HOW TO COMPLETE THIS TASK:
How many lines in the material below contain the word "false"? Write only the number.

WORKING DATA:

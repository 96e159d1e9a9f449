// reaction/mod.rs
// Reaction definitions, per-order superstructures and lookup tables

pub mod rates;
pub mod products;
pub mod engine;

use crate::error::{SimError, SimResult};
use crate::molecule::MolecState;
use crate::utils::Vec3;
use smallvec::SmallVec;

#[derive(Clone, Copy, Debug, PartialEq, Eq)]
pub struct Reactant {
    pub ident: usize,
    /// A real state, or `All` to permit every state.
    pub state: MolecState,
}

impl Reactant {
    pub fn permits(&self, ident: usize, state: MolecState) -> bool {
        self.ident == ident && (self.state == MolecState::All || self.state == state)
    }
}

/// Serial number given to a product.
#[derive(Clone, Copy, Debug, PartialEq, Eq, Default)]
pub enum SernoRule {
    #[default]
    New,
    /// Copy the serial number of reactant `k`.
    Reactant(usize),
}

#[derive(Clone, Debug, PartialEq)]
pub struct Product {
    pub ident: usize,
    /// Real state, or `Bsoln` for solution on the back side of the reactant's panel.
    pub state: MolecState,
    pub serno: SernoRule,
    /// Offset from the reaction point (`Offset`) or absolute position (`Fixed`).
    pub position: Option<Vec3>,
}

impl Product {
    pub fn new(ident: usize, state: MolecState) -> Self {
        Self { ident, state, serno: SernoRule::New, position: None }
    }
}

/// How products are placed relative to the reaction point.
#[derive(Clone, Copy, Debug, PartialEq, Eq, Default)]
pub enum RevParam {
    #[default]
    None,
    Irrev,
    /// Products take the reactant positions.
    ConfSpread,
    /// Two products pushed apart along the reactant axis.
    Bounce,
    /// Unbinding radius is `rparam` times the reverse reaction's binding radius.
    Ratio,
    /// Unbinding radius is `rparam`.
    UnbindRad,
    Offset,
    Fixed,
}

impl RevParam {
    pub fn parse(s: &str) -> SimResult<Self> {
        match s.trim().to_ascii_lowercase().as_str() {
            "none" => Ok(RevParam::None),
            "irrev" => Ok(RevParam::Irrev),
            "confspread" => Ok(RevParam::ConfSpread),
            "bounce" => Ok(RevParam::Bounce),
            "ratio" => Ok(RevParam::Ratio),
            "unbindrad" => Ok(RevParam::UnbindRad),
            "offset" => Ok(RevParam::Offset),
            "fixed" => Ok(RevParam::Fixed),
            other if other.starts_with("pgem") => Err(SimError::config(format!(
                "product placement '{other}' (geminate recombination) is not supported"
            ))),
            other => Err(SimError::unknown("product placement", other)),
        }
    }
}

#[derive(Clone, Debug)]
pub struct Reaction {
    pub name: String,
    pub rct: SmallVec<[Reactant; 2]>,
    pub prd: SmallVec<[Product; 4]>,
    /// Rate constant as given; `None` when only a binding radius or probability is set.
    pub rate: Option<f64>,
    pub multiplicity: u32,
    /// Explicit binding radius, overriding the one derived from the rate.
    pub bindrad_fixed: Option<f64>,
    /// Explicit reaction probability.
    pub prob_fixed: Option<f64>,
    pub bindrad2: f64,
    pub prob: f64,
    pub chi: f64,
    pub tau: f64,
    pub rparamt: RevParam,
    pub rparam: f64,
    pub unbindrad: f64,
    pub disable: bool,
    pub cmpt: Option<usize>,
    pub srf: Option<usize>,
    pub(crate) overflow_warned: bool,
}

impl Reaction {
    pub fn new(name: &str, rct: &[Reactant], prd: &[Product]) -> SimResult<Self> {
        if rct.len() > 2 {
            return Err(SimError::config(format!("reaction '{name}' has more than two reactants")));
        }
        for p in prd {
            if p.state == MolecState::All {
                return Err(SimError::config(format!("reaction '{name}': product state cannot be 'all'")));
            }
            if let SernoRule::Reactant(k) = p.serno {
                if k >= rct.len() {
                    return Err(SimError::config(format!(
                        "reaction '{name}': product copies serial of missing reactant {k}"
                    )));
                }
            }
        }
        Ok(Self {
            name: name.to_string(),
            rct: rct.iter().copied().collect(),
            prd: prd.iter().cloned().collect(),
            rate: None,
            multiplicity: 1,
            bindrad_fixed: None,
            prob_fixed: None,
            bindrad2: 0.0,
            prob: 0.0,
            chi: 0.0,
            tau: 0.0,
            rparamt: RevParam::None,
            rparam: 0.0,
            unbindrad: 0.0,
            disable: false,
            cmpt: None,
            srf: None,
            overflow_warned: false,
        })
    }

    pub fn order(&self) -> usize {
        self.rct.len()
    }

    /// Rate including multiplicity.
    pub fn effective_rate(&self) -> f64 {
        self.rate.unwrap_or(0.0) * self.multiplicity as f64
    }

    pub fn bindrad(&self) -> f64 {
        self.bindrad2.sqrt()
    }
}

/// One entry in a lookup table: reaction index and, for second order,
/// whether the pair matches with reactants swapped. First-order entries
/// carry the cumulative probability for their reactant key.
#[derive(Clone, Copy, Debug, PartialEq)]
pub struct Candidate {
    pub rxn: usize,
    pub swapped: bool,
    pub cumprob: f64,
}

/// All reactions of one order with their reactant lookup table.
#[derive(Clone, Debug)]
pub struct ReactionSet {
    pub order: usize,
    pub rxn: Vec<Reaction>,
    nkeys: usize,
    table: Vec<SmallVec<[Candidate; 2]>>,
    stale: bool,
}

fn key(ident: usize, state: MolecState) -> usize {
    ident * MolecState::COUNT + state.index()
}

impl ReactionSet {
    pub fn new(order: usize) -> Self {
        Self { order, rxn: Vec::new(), nkeys: 0, table: Vec::new(), stale: true }
    }

    pub fn add(&mut self, rxn: Reaction) -> SimResult<usize> {
        if rxn.order() != self.order {
            return Err(SimError::config(format!(
                "reaction '{}' has order {}, expected {}",
                rxn.name,
                rxn.order(),
                self.order
            )));
        }
        if self.rxn.iter().any(|r| r.name == rxn.name) {
            return Err(SimError::config(format!("duplicate reaction '{}'", rxn.name)));
        }
        self.rxn.push(rxn);
        self.stale = true;
        Ok(self.rxn.len() - 1)
    }

    pub fn index(&self, name: &str) -> Option<usize> {
        self.rxn.iter().position(|r| r.name == name)
    }

    pub fn is_empty(&self) -> bool {
        self.rxn.is_empty()
    }

    pub fn is_stale(&self) -> bool {
        self.stale
    }

    pub fn mark_stale(&mut self) {
        self.stale = true;
    }

    /// Rebuild the lookup table for `nspecies` species.
    pub fn build_table(&mut self, nspecies: usize, dt: f64) {
        self.nkeys = nspecies * MolecState::COUNT;
        let size = match self.order {
            1 => self.nkeys,
            2 => self.nkeys * self.nkeys,
            _ => 0,
        };
        self.table = vec![SmallVec::new(); size];
        for (ri, r) in self.rxn.iter().enumerate() {
            if r.disable {
                continue;
            }
            match self.order {
                1 => {
                    for &ms in r.rct[0].state.expand() {
                        self.table[key(r.rct[0].ident, ms)].push(Candidate { rxn: ri, swapped: false, cumprob: 0.0 });
                    }
                }
                2 => {
                    for &s0 in r.rct[0].state.expand() {
                        for &s1 in r.rct[1].state.expand() {
                            let k0 = key(r.rct[0].ident, s0);
                            let k1 = key(r.rct[1].ident, s1);
                            self.table[k0 * self.nkeys + k1].push(Candidate { rxn: ri, swapped: false, cumprob: 0.0 });
                            if k0 != k1 {
                                self.table[k1 * self.nkeys + k0].push(Candidate { rxn: ri, swapped: true, cumprob: 0.0 });
                            }
                        }
                    }
                }
                _ => {}
            }
        }
        if self.order == 1 {
            // prob_i = rate_i / sum * (1 - exp(-sum dt)), accumulated per key
            for entries in self.table.iter_mut() {
                let total: f64 = entries.iter().map(|c| self.rxn[c.rxn].effective_rate()).sum();
                let p_any = if total > 0.0 { 1.0 - (-total * dt).exp() } else { 0.0 };
                let mut acc = 0.0;
                for c in entries.iter_mut() {
                    let rxn = &self.rxn[c.rxn];
                    let p = match rxn.prob_fixed {
                        Some(p) => p,
                        None if total > 0.0 => rxn.effective_rate() / total * p_any,
                        None => 0.0,
                    };
                    acc += p;
                    c.cumprob = acc;
                }
            }
        }
        self.stale = false;
    }

    pub fn first_order_candidates(&self, ident: usize, state: MolecState) -> &[Candidate] {
        &self.table[key(ident, state)]
    }

    pub fn second_order_candidates(&self, a: (usize, MolecState), b: (usize, MolecState)) -> &[Candidate] {
        &self.table[key(a.0, a.1) * self.nkeys + key(b.0, b.1)]
    }

    /// Species that appear as reactants of an enabled reaction.
    pub fn reactant_species(&self) -> Vec<usize> {
        let mut v: Vec<usize> = self
            .rxn
            .iter()
            .filter(|r| !r.disable)
            .flat_map(|r| r.rct.iter().map(|x| x.ident))
            .collect();
        v.sort_unstable();
        v.dedup();
        v
    }
}

#[cfg(test)]
#[path = "tests/rates.rs"]
mod rates_tests;

#[cfg(test)]
#[path = "tests/engine.rs"]
mod engine_tests;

RESPONSE:
5